It's a simple library with a simple and elegant implementation of a simple concept. However, I have some improvements suggestions on the design:
* I find that the extreme example "bounded object with memory" is not a good example of constrained_value because not constrained at all. It is the example of what can be done with the current interface but that shouldn't be able to be done with a constrained class, i.e. define an unconstrained type. I don't understand why an error policy can modify the value or the constraint. I would prefer an error policy taking only two in-parameters (by value or const&) the new value and the constraint.
* The wrapping and cliping classes are not exactly constrained values, they are adapting a value of a type to a constrained value. So I would prefer to have a different class for them, e.g. constrain_adaptor, taking a constraint adaptor that would take the value by reference and adapt it to the constraint. I don't think constrain_adaptor will need an error policy.

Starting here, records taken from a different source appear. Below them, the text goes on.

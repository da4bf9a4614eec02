//! hearth server binary
//!
//! Serves the storage control plane (local shares, network mounts,
//! favorites) as JSON-lines RPC on a local Unix socket.
//!
//! ## Usage
//!
//! ```bash
//! hearth-server                                  # config from $HEARTH_CONFIG or the default path
//! hearth-server --config /etc/hearth/storage.toml
//! hearth-server --socket /run/hearth/storage.sock
//!
//! echo '{"method":"shares.list"}' | socat - UNIX-CONNECT:/run/hearth/storage.sock
//! ```

use std::path::PathBuf;
use std::process::ExitCode;
use std::sync::Arc;

use anyhow::{Context, Result};
use clap::Parser;
use hearth_storage::{StorageConfig, StorageService};
use tracing_subscriber::{EnvFilter, fmt, layer::SubscriberExt, util::SubscriberInitExt};

use hearth_server::constants::DEFAULT_LOG_FILTER;

/// Storage control plane for hearth.
#[derive(Parser, Debug)]
#[command(name = "hearth-server")]
#[command(about = "Local RPC server for hearth shares, network mounts and favorites")]
struct Args {
    /// Config file (TOML). Overrides $HEARTH_CONFIG.
    #[arg(short, long)]
    config: Option<PathBuf>,

    /// RPC socket path. Overrides `server.socket_path` from the config.
    #[arg(long)]
    socket: Option<PathBuf>,
}

#[tokio::main]
async fn main() -> ExitCode {
    let filter = EnvFilter::try_from_default_env()
        .unwrap_or_else(|_| EnvFilter::new(DEFAULT_LOG_FILTER));

    tracing_subscriber::registry()
        .with(filter)
        .with(fmt::layer().with_writer(std::io::stderr))
        .init();

    let args = Args::parse();

    match run(args).await {
        Ok(()) => ExitCode::SUCCESS,
        Err(e) => {
            tracing::error!("{e:#}");
            ExitCode::FAILURE
        }
    }
}

async fn run(args: Args) -> Result<()> {
    let mut config = StorageConfig::load(args.config.as_deref()).context("loading config")?;
    if let Some(socket) = args.socket {
        config.server.socket_path = socket;
    }
    let socket_path = config.server.socket_path.clone();

    let service = Arc::new(StorageService::system(config).context("opening storage")?);
    hearth_server::run(service, &socket_path, shutdown_signal()).await?;
    Ok(())
}

/// Resolves on SIGINT or SIGTERM.
async fn shutdown_signal() {
    let ctrl_c = async {
        if let Err(e) = tokio::signal::ctrl_c().await {
            tracing::warn!(error = %e, "cannot listen for SIGINT");
            std::future::pending::<()>().await;
        }
    };

    let terminate = async {
        match tokio::signal::unix::signal(tokio::signal::unix::SignalKind::terminate()) {
            Ok(mut sigterm) => {
                sigterm.recv().await;
            }
            Err(e) => {
                tracing::warn!(error = %e, "cannot listen for SIGTERM");
                std::future::pending::<()>().await;
            }
        }
    };

    tokio::select! {
        _ = ctrl_c => tracing::info!("received SIGINT"),
        _ = terminate => tracing::info!("received SIGTERM"),
    }
}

* I don't know if you will add monitored values to your library. IMO it will be better to have them in a separated class. We can monitor values that are constrained or not. "bounded object with memory" could be better considerd as a monitored value.
* The class bounded_int should take another name as e.g. static_bounded.

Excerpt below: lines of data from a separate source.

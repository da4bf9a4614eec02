//! Virtual path ↔ real path translation with symlink-escape checks.

use std::io;
use std::path::{Component, Path, PathBuf};
use std::time::Duration;

use strum::IntoEnumIterator;

use super::error::{PathError, PathResult};
use super::types::{BaseCategory, Classification, Operations, VirtualPath};
use crate::error::{StorageError, StorageResult};

/// Upper bound on a directory probe; a hung network mount must not stall callers.
const PROBE_TIMEOUT: Duration = Duration::from_secs(5);

/// Real filesystem roots backing each base.
#[derive(Debug, Clone, PartialEq, Eq)]
pub struct BaseRoots {
    pub home: PathBuf,
    pub apps: PathBuf,
    pub external: PathBuf,
    pub network: PathBuf,
}

impl BaseRoots {
    pub fn get(&self, base: BaseCategory) -> &Path {
        match base {
            BaseCategory::Home => &self.home,
            BaseCategory::Apps => &self.apps,
            BaseCategory::External => &self.external,
            BaseCategory::Network => &self.network,
        }
    }

    fn get_mut(&mut self, base: BaseCategory) -> &mut PathBuf {
        match base {
            BaseCategory::Home => &mut self.home,
            BaseCategory::Apps => &mut self.apps,
            BaseCategory::External => &mut self.external,
            BaseCategory::Network => &mut self.network,
        }
    }
}

/// Maps the virtual namespace onto real roots.
///
/// This is the gate every mutating file operation passes through:
/// [`PathResolver::check`] validates syntax, confirms the operation is
/// permitted for the path's classification, and resolves the real path
/// while refusing anything that escapes its base root through a symlink.
#[derive(Debug, Clone)]
pub struct PathResolver {
    roots: BaseRoots,
}

impl PathResolver {
    /// Create a resolver over the given roots.
    ///
    /// Roots are canonicalized at construction time so containment checks
    /// compare like with like (e.g. macOS `/tmp` → `/private/tmp`).
    pub fn new(roots: BaseRoots) -> Self {
        let mut canonical = roots;
        for base in BaseCategory::iter() {
            let root = canonical.get_mut(base);
            if let Ok(c) = root.canonicalize() {
                *root = c;
            }
        }
        Self { roots: canonical }
    }

    pub fn roots(&self) -> &BaseRoots {
        &self.roots
    }

    /// Real root of a base.
    pub fn root(&self, base: BaseCategory) -> &Path {
        self.roots.get(base)
    }

    /// Classify a virtual path. Pure: no filesystem access.
    pub fn classify(&self, path: &str) -> PathResult<Classification> {
        Ok(VirtualPath::parse(path)?.classify())
    }

    /// Resolve a virtual path to a real path inside its base root.
    ///
    /// The path need not exist. Every existing component is resolved through
    /// symlinks and the result must stay under the base's real root; a
    /// dangling symlink anywhere along the way is treated as an escape.
    pub fn resolve(&self, path: &str) -> PathResult<PathBuf> {
        let vp = VirtualPath::parse(path)?;
        self.resolve_parsed(&vp)
    }

    /// Resolve an already-parsed virtual path.
    pub fn resolve_parsed(&self, vp: &VirtualPath) -> PathResult<PathBuf> {
        let root = self.root(vp.base());
        let mut full = root.to_path_buf();
        for seg in vp.segments() {
            full.push(seg);
        }
        let canonical = canonicalize_existing_prefix(&full)?;
        if !canonical.starts_with(root) {
            return Err(PathError::path_escapes_root(format!(
                "{} is not under {}",
                vp,
                root.display()
            )));
        }
        Ok(canonical)
    }

    /// Validate `path` for `ops` and resolve it.
    ///
    /// Returns `OperationNotAllowed` for malformed paths, traversal, symlink
    /// escape, or a classification that forbids any of `ops`.
    pub fn check(&self, path: &str, ops: Operations) -> StorageResult<(VirtualPath, PathBuf)> {
        let vp = VirtualPath::parse(path)?;
        let class = vp.classify();
        if !class.allows(ops) {
            let denied = ops - class.allowed;
            return Err(StorageError::not_allowed(format!(
                "{} on {}",
                denied.names().join("|").to_lowercase(),
                vp
            )));
        }
        let real = self.resolve_parsed(&vp)?;
        Ok((vp, real))
    }

    /// Translate a real path back into the virtual namespace.
    ///
    /// Works for paths that no longer exist (delete events), by matching
    /// the canonical roots lexically first.
    pub fn to_virtual(&self, real: &Path) -> PathResult<VirtualPath> {
        if let Some(vp) = self.match_roots(real) {
            return Ok(vp);
        }
        if let Ok(canonical) = real.canonicalize() {
            if let Some(vp) = self.match_roots(&canonical) {
                return Ok(vp);
            }
        }
        Err(PathError::OutsideRoots(real.display().to_string()))
    }

    fn match_roots(&self, real: &Path) -> Option<VirtualPath> {
        let mut best: Option<(BaseCategory, &Path)> = None;
        for base in BaseCategory::iter() {
            let root = self.root(base);
            if real.starts_with(root)
                && best.is_none_or(|(_, b)| root.as_os_str().len() > b.as_os_str().len())
            {
                best = Some((base, root));
            }
        }
        let (base, root) = best?;
        let rel = real.strip_prefix(root).ok()?;

        let mut segments = Vec::new();
        for comp in rel.components() {
            match comp {
                Component::Normal(s) => segments.push(s.to_str()?.to_string()),
                Component::CurDir => {}
                _ => return None,
            }
        }
        Some(VirtualPath::from_parts(base, segments))
    }

    /// Whether `vp` currently resolves to an existing directory.
    ///
    /// Runs on the blocking pool with a timeout, so a stat against a dead
    /// network mount reads as "not a directory" instead of hanging.
    pub async fn is_directory(&self, vp: &VirtualPath) -> bool {
        let resolver = self.clone();
        let vp = vp.clone();
        let probe = tokio::task::spawn_blocking(move || {
            resolver
                .resolve_parsed(&vp)
                .map(|real| real.is_dir())
                .unwrap_or(false)
        });
        matches!(tokio::time::timeout(PROBE_TIMEOUT, probe).await, Ok(Ok(true)))
    }
}

/// Canonicalize the deepest existing ancestor of `full` and re-append the rest.
fn canonicalize_existing_prefix(full: &Path) -> PathResult<PathBuf> {
    let mut existing = full.to_path_buf();
    let mut tail: Vec<std::ffi::OsString> = Vec::new();

    loop {
        match existing.canonicalize() {
            Ok(mut canonical) => {
                for name in tail.iter().rev() {
                    canonical.push(name);
                }
                return Ok(canonical);
            }
            Err(e) if e.kind() == io::ErrorKind::NotFound => {
                if existing.symlink_metadata().is_ok() {
                    return Err(PathError::path_escapes_root(format!(
                        "dangling symlink at {}",
                        existing.display()
                    )));
                }
                let name = existing
                    .file_name()
                    .ok_or_else(|| PathError::invalid_path(full.display().to_string()))?
                    .to_os_string();
                tail.push(name);
                if !existing.pop() {
                    return Err(PathError::invalid_path(full.display().to_string()));
                }
            }
            Err(e) => return Err(e.into()),
        }
    }
}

* I dont like the free functions to change the constraints as change_lower_bound. I think that it is preferable to have specific classes and no typedefs. Classes as bounded can define the specific operations for changing the bounds. Even if there will be a lot of repeated code, what is more important is the user interface.
* The operators have not always a sens for the application. For example,
constrained<int, is_even> x;
++x;
I would prefer to have a compile error in this particular case instead of an exception. It will be quite interesting to show how a user can catch this error at compile time and avoid this runtime error.

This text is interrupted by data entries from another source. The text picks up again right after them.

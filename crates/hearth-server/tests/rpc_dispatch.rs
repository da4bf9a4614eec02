//! End-to-end tests of the RPC surface over in-process OS fakes.

use std::path::{Path, PathBuf};
use std::sync::Arc;
use std::time::Duration;

use hearth_server::{Request, RpcError, dispatch};
use hearth_storage::testing::{FakeSmbClient, RecordingServices, storage_config};
use hearth_storage::{Operations, StorageError, StorageService};
use serde_json::{Value, json};
use tempfile::TempDir;

struct Harness {
    dir: TempDir,
    smb: Arc<FakeSmbClient>,
    service: StorageService,
}

impl Harness {
    async fn start() -> Self {
        let dir = TempDir::new().unwrap();
        let smb = Arc::new(FakeSmbClient::default());
        let service = open(dir.path(), &smb);
        service.start().await.unwrap();
        Self { dir, smb, service }
    }

    async fn call(&self, request: Value) -> Result<Value, RpcError> {
        let request: Request = serde_json::from_value(request).unwrap();
        dispatch(&self.service, request).await
    }

    fn home(&self, rel: &str) -> PathBuf {
        self.dir.path().join("home").join(rel)
    }

    fn network(&self) -> PathBuf {
        self.dir.path().join("network")
    }
}

fn open(dir: &Path, smb: &Arc<FakeSmbClient>) -> StorageService {
    StorageService::new(
        storage_config(dir),
        smb.clone(),
        Arc::new(RecordingServices::default()),
    )
    .unwrap()
}

fn code(result: Result<Value, RpcError>) -> String {
    result.expect_err("expected an error").code
}

async fn wait_until<F, Fut>(timeout: Duration, mut check: F) -> bool
where
    F: FnMut() -> Fut,
    Fut: std::future::Future<Output = bool>,
{
    let deadline = tokio::time::Instant::now() + timeout;
    while tokio::time::Instant::now() < deadline {
        if check().await {
            return true;
        }
        tokio::time::sleep(Duration::from_millis(25)).await;
    }
    check().await
}

fn is_mounted(list: &Value, mount_path: &str) -> bool {
    list.as_array()
        .into_iter()
        .flatten()
        .any(|r| r["mountPath"] == mount_path && r["isMounted"] == true)
}

#[tokio::test]
async fn test_traversal_and_relative_paths_rejected() {
    let h = Harness::start().await;
    std::fs::create_dir_all(h.home("docs")).unwrap();

    for path in ["/Home/../Apps", "/Home/docs/../docs", "Home/docs", "docs", "", "/Home/./docs"] {
        assert_eq!(
            code(h.call(json!({"method": "shares.add", "params": {"path": path}})).await),
            "operation-not-allowed",
            "{path:?}"
        );
        assert_eq!(
            code(h.call(json!({"method": "favorites.add", "params": {"path": path}})).await),
            "operation-not-allowed",
            "{path:?}"
        );
    }
}

#[tokio::test]
async fn test_symlink_escape_rejected() {
    let h = Harness::start().await;
    let outside = h.dir.path().join("outside");
    std::fs::create_dir_all(outside.join("inner")).unwrap();
    std::os::unix::fs::symlink(&outside, h.home("escape")).unwrap();

    for path in ["/Home/escape", "/Home/escape/inner"] {
        assert_eq!(
            code(h.call(json!({"method": "shares.add", "params": {"path": path}})).await),
            "operation-not-allowed"
        );
        assert_eq!(
            code(h.call(json!({"method": "favorites.add", "params": {"path": path}})).await),
            "operation-not-allowed"
        );
        assert!(matches!(
            h.service.resolver().check(path, Operations::DELETE),
            Err(StorageError::OperationNotAllowed(_))
        ));
    }
}

#[tokio::test]
async fn test_deleted_share_disappears_from_list() {
    let h = Harness::start().await;
    std::fs::create_dir_all(h.home("X")).unwrap();
    h.call(json!({"method": "shares.add", "params": {"path": "/Home/X"}}))
        .await
        .unwrap();

    std::fs::remove_dir(h.home("X")).unwrap();
    let list = h.call(json!({"method": "shares.list"})).await.unwrap();
    assert_eq!(list, json!([]));
}

#[tokio::test]
async fn test_same_name_shares_get_suffix() {
    let h = Harness::start().await;
    std::fs::create_dir_all(h.home("a/same-name")).unwrap();
    std::fs::create_dir_all(h.home("b/same-name")).unwrap();

    let first = h
        .call(json!({"method": "shares.add", "params": {"path": "/Home/a/same-name"}}))
        .await
        .unwrap();
    let second = h
        .call(json!({"method": "shares.add", "params": {"path": "/Home/b/same-name"}}))
        .await
        .unwrap();
    assert_eq!(first, json!("same-name"));
    assert_eq!(second, json!("same-name (2)"));

    assert_eq!(
        code(h.call(json!({"method": "shares.add", "params": {"path": "/Home/a/same-name"}})).await),
        "share-already-exists"
    );
    let password = h.call(json!({"method": "shares.password"})).await.unwrap();
    assert_eq!(password, h.call(json!({"method": "shares.password"})).await.unwrap());
}

#[tokio::test]
async fn test_network_add_and_duplicate() {
    let h = Harness::start().await;
    h.smb.add_host("h", "amy", "pw", &["s"]);

    let add = json!({"method": "network.add", "params": {"host": "h", "share": "s", "username": "amy", "password": "pw"}});
    assert_eq!(h.call(add.clone()).await.unwrap(), json!("/Network/h/s"));
    assert_eq!(code(h.call(add).await), "network-share-already-exists");

    let list = h.call(json!({"method": "network.list"})).await.unwrap();
    assert!(is_mounted(&list, "/Network/h/s"));
    assert!(list[0].get("password").is_none());
}

#[tokio::test]
async fn test_failed_network_add_leaves_no_trace() {
    let h = Harness::start().await;
    let result = h
        .call(json!({"method": "network.add", "params": {"host": "unreachable", "share": "s"}}))
        .await;
    assert_eq!(code(result), "network-unreachable");

    assert_eq!(std::fs::read_dir(h.network()).unwrap().count(), 0);
    assert_eq!(h.call(json!({"method": "network.list"})).await.unwrap(), json!([]));
}

#[tokio::test]
async fn test_discover_shares_reports_credential_error() {
    let h = Harness::start().await;
    h.smb.add_host("nas", "amy", "pw", &["media", "print$"]);

    let servers = h.call(json!({"method": "network.discoverServers"})).await.unwrap();
    assert_eq!(servers, json!(["nas"]));
    let bad = h
        .call(json!({"method": "network.discoverShares", "params": {"host": "nas", "username": "amy", "password": "nope"}}))
        .await;
    assert_eq!(code(bad), "credential-error");
    let good = h
        .call(json!({"method": "network.discoverShares", "params": {"host": "nas", "username": "amy", "password": "pw"}}))
        .await
        .unwrap();
    assert!(good.as_array().unwrap().contains(&json!("media")));
}

#[tokio::test]
async fn test_reconciliation_heals_removed_remote_share() {
    let h = Harness::start().await;
    h.smb.add_host("h", "", "", &["s"]);
    h.call(json!({"method": "network.add", "params": {"host": "h", "share": "s"}}))
        .await
        .unwrap();
    let list = h.call(json!({"method": "network.list"})).await.unwrap();
    assert!(is_mounted(&list, "/Network/h/s"));

    h.smb.remove_share("h", "s");
    let down = wait_until(Duration::from_secs(5), || async {
        matches!(
            h.service.network().ensure_reachable("/Network/h/s").await,
            Err(StorageError::NetworkUnreachable(_))
        )
    })
    .await;
    assert!(down, "mount should report host down once the share is gone");

    h.smb.add_share("h", "s");
    let healed = wait_until(Duration::from_secs(5), || async {
        let list = h.call(json!({"method": "network.list"})).await.unwrap();
        is_mounted(&list, "/Network/h/s")
    })
    .await;
    assert!(healed, "reconciliation should remount without a new call");
}

#[tokio::test]
async fn test_network_mount_levels_are_protected() {
    let h = Harness::start().await;
    h.smb.add_host("h", "", "", &["s"]);
    h.call(json!({"method": "network.add", "params": {"host": "h", "share": "s"}}))
        .await
        .unwrap();

    let resolver = h.service.resolver();
    for path in ["/Network", "/Network/h", "/Network/h/s"] {
        for op in [
            Operations::TRASH,
            Operations::DELETE,
            Operations::MOVE,
            Operations::RENAME,
        ] {
            assert!(
                matches!(resolver.check(path, op), Err(StorageError::OperationNotAllowed(_))),
                "{path} {op:?}"
            );
        }
    }
    for sibling in ["/Network/other-host", "/Network/h/other-share"] {
        assert!(matches!(
            resolver.check(sibling, Operations::CREATE),
            Err(StorageError::OperationNotAllowed(_))
        ));
    }
    assert!(resolver.check("/Network/h/s/inside", Operations::CREATE).is_ok());

    assert_eq!(
        code(h.call(json!({"method": "shares.add", "params": {"path": "/Network/h/s"}})).await),
        "operation-not-allowed"
    );
}

#[tokio::test]
async fn test_shutdown_removes_mounts_and_restart_restores_them() {
    let h = Harness::start().await;
    h.smb.add_host("h", "", "", &["s"]);
    h.call(json!({"method": "network.add", "params": {"host": "h", "share": "s"}}))
        .await
        .unwrap();
    let mount_point = h.network().join("h").join("s");
    assert!(mount_point.is_dir());

    h.service.shutdown().await.unwrap();
    assert!(!mount_point.exists());
    assert_eq!(h.smb.mount_count(), 0);

    let restarted = open(h.dir.path(), &h.smb);
    restarted.start().await.unwrap();
    let back = wait_until(Duration::from_secs(5), || async {
        let list = dispatch(&restarted, Request::NetworkList).await.unwrap();
        is_mounted(&list, "/Network/h/s")
    })
    .await;
    assert!(back);
    assert!(mount_point.is_dir());
    restarted.shutdown().await.unwrap();
}

#[tokio::test]
async fn test_network_remove() {
    let h = Harness::start().await;
    h.smb.add_host("h", "", "", &["s"]);
    h.call(json!({"method": "network.add", "params": {"host": "h", "share": "s"}}))
        .await
        .unwrap();

    let remove = json!({"method": "network.remove", "params": {"mountPath": "/Network/h/s"}});
    assert_eq!(h.call(remove.clone()).await.unwrap(), json!(true));
    assert_eq!(h.call(remove).await.unwrap(), json!(false));
    assert_eq!(std::fs::read_dir(h.network()).unwrap().count(), 0);
}

#[tokio::test]
async fn test_favorites() {
    let h = Harness::start().await;
    std::fs::create_dir_all(h.home("photos")).unwrap();
    std::fs::create_dir_all(h.dir.path().join("apps/app")).unwrap();

    let add = json!({"method": "favorites.add", "params": {"path": "/Home/photos"}});
    assert_eq!(h.call(add.clone()).await.unwrap(), json!(true));
    assert_eq!(h.call(add).await.unwrap(), json!(true));
    assert_eq!(
        h.call(json!({"method": "favorites.list"})).await.unwrap(),
        json!(["/Home/photos"])
    );

    assert_eq!(
        code(h.call(json!({"method": "favorites.add", "params": {"path": "/Apps/app"}})).await),
        "operation-not-allowed"
    );

    let remove = json!({"method": "favorites.remove", "params": {"path": "/Home/photos"}});
    assert_eq!(h.call(remove.clone()).await.unwrap(), json!(true));
    assert_eq!(h.call(remove).await.unwrap(), json!(false));
}

#[tokio::test]
async fn test_watcher_prunes_deleted_parent() {
    let h = Harness::start().await;
    std::fs::create_dir_all(h.home("parent/child")).unwrap();
    h.call(json!({"method": "shares.add", "params": {"path": "/Home/parent/child"}}))
        .await
        .unwrap();
    h.call(json!({"method": "favorites.add", "params": {"path": "/Home/parent/child"}}))
        .await
        .unwrap();

    std::fs::remove_dir_all(h.home("parent")).unwrap();
    let pruned = wait_until(Duration::from_secs(5), || async {
        let shares: Vec<Value> = h
            .service
            .store()
            .get(hearth_storage::store::SHARES_KEY)
            .unwrap();
        let favorites: Vec<String> = h
            .service
            .store()
            .get(hearth_storage::store::FAVORITES_KEY)
            .unwrap();
        shares.is_empty() && favorites.is_empty()
    })
    .await;
    assert!(pruned, "persisted records should be pruned by the watcher");
}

Maybe we need a parameter to state that arithmetic operators are available.
template<typename V , typename C , typename E >
constrained< V, C, E , with_arithmetic_operators> & operator++ (constrained< V, C, E,with_arithmetic_operators> &c)
the bounded hierarchy should have with_arithmetic_operators.
* constrained must be default constructible. The library should provide a mean to specify a default value. E. g.
constrained<default<int, 1>, is_odd >
* The default value for excluding the bound is false, which mean that the bound is included. There is no example of excluding bounds. Here is one
typedef bounded_int<int, 0, 100, throw_exception<>, true, true>::type t;
I think that it will more clear if instead of stating exclusion we state inclusion, and the default be true,
So we can write
typedef static_bounded<int, 0, 100, throw_exception<>, false, true>::type t;
Even in this case the bool values are not enough declarative. It would even be beter to define two templates, open, close (see below)
typedef static_bounded<int, open<0>, close<100> >::type t;
* I would like the library manage constraints between several variables, e.g the range of valid days values depends on the month. We can need to set/get each varaible independently or all at once. The concept of tuple seems interesting.
typedef static_bounded<int,1,12> month;
typedef constrained<int, between_1_31> day;
struct adapt_day_to _month_constraint {
bool operator(day& d, month& m) {
switch (m) {
case 1:
case 3:
case 5:
case 8:
case 10:
case 12:
d.change_constraint(between_1_31);
break;
case 2:
d.change_constraint(between_1_28);
break;
default:
d.change_constraint(between_1_30);
}
}
};
typedef constrained_tuple<day, month, adapt_day_to _month_constraint > date;
date d;
assert(d.get<day>==1);
assert(d.get<month>==1);
d.get<month>=2;
d.get<day>=30; // exception
The current interface could also be used as
typedef constrained<tuple<day, month>, adapt_day_to _month_constraint > date;
but we can not assign the value independently. Of course the user can implement hisself the constrained_tuple class. If I have time I will try to implemnet it.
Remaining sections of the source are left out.